» ASSIGNMENT: Taking the line with "extrapolate flat past" as the first and the line with "#![warn(clippy::all)]" as the last, set down exactly every line in that range from the entries below, and no more.

» DATA IN THIS EXERCISE:
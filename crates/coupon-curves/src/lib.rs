//! # Coupon Curves
//!
//! Discount-rate term structures for the Coupon bond valuation library.
//!
//! A [`RateCurve`] maps maturity in years to an annually compounded rate. It
//! is held as a sorted array of `(years, rate)` knots:
//!
//! - missing quotes (`None` or `NaN`) are dropped on construction
//! - duplicate tenors are rejected
//! - lookups interpolate linearly between knots and extrapolate flat past
//!   either end, reporting where the rate came from
//!
//! ## Quick Start
//!
//! ```rust
//! use coupon_curves::prelude::*;
//!
//! let curve = RateCurve::from_points([(1.0, 0.010), (5.0, 0.020), (10.0, 0.025)]).unwrap();
//!
//! let inside = curve.rate(3.0).unwrap();
//! assert!((inside.rate - 0.015).abs() < 1e-12);
//! assert!(!inside.is_extrapolated());
//!
//! // Past the 10y knot the 10y rate is held
//! let beyond = curve.rate(15.0).unwrap();
//! assert_eq!(beyond.rate, 0.025);
//! assert!(beyond.is_extrapolated());
//!
//! let df = discount_factor(beyond.rate, 15.0);
//! assert!(df < 1.0);
//! ```

#![warn(missing_docs)]
#![warn(clippy::all)]
#![warn(clippy::pedantic)]
#![allow(clippy::module_name_repetitions)]
#![allow(clippy::missing_errors_doc)]
#![allow(clippy::must_use_candidate)]
#![allow(clippy::doc_markdown)]
#![allow(clippy::float_cmp)]

pub mod discount;
pub mod error;
pub mod rate_curve;

/// Prelude module for convenient imports.
pub mod prelude {
    pub use crate::discount::discount_factor;
    pub use crate::error::{CurveError, CurveResult};
    pub use crate::rate_curve::{CurveEnd, CurvePoint, CurveRate, RateCurve, RateSource};
    pub use coupon_math::extrapolation::{ExtrapolationMethod, ShortEndRate};
}

pub use discount::discount_factor;
pub use error::{CurveError, CurveResult};
pub use rate_curve::{CurveEnd, CurvePoint, CurveRate, RateCurve, RateSource};

pub use coupon_math::extrapolation::{ExtrapolationMethod, ShortEndRate};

» OUTPUT OF THE EXERCISE:
//! - lookups interpolate linearly between knots and extrapolate flat past
//!   either end, reporting where the rate came from
//!
//! ## Quick Start
//!
//! ```rust
//! use coupon_curves::prelude::*;
//!
//! let curve = RateCurve::from_points([(1.0, 0.010), (5.0, 0.020), (10.0, 0.025)]).unwrap();
//!
//! let inside = curve.rate(3.0).unwrap();
//! assert!((inside.rate - 0.015).abs() < 1e-12);
//! assert!(!inside.is_extrapolated());
//!
//! // Past the 10y knot the 10y rate is held
//! let beyond = curve.rate(15.0).unwrap();
//! assert_eq!(beyond.rate, 0.025);
//! assert!(beyond.is_extrapolated());
//!
//! let df = discount_factor(beyond.rate, 15.0);
//! assert!(df < 1.0);
//! ```

#![warn(missing_docs)]
#![warn(clippy::all)]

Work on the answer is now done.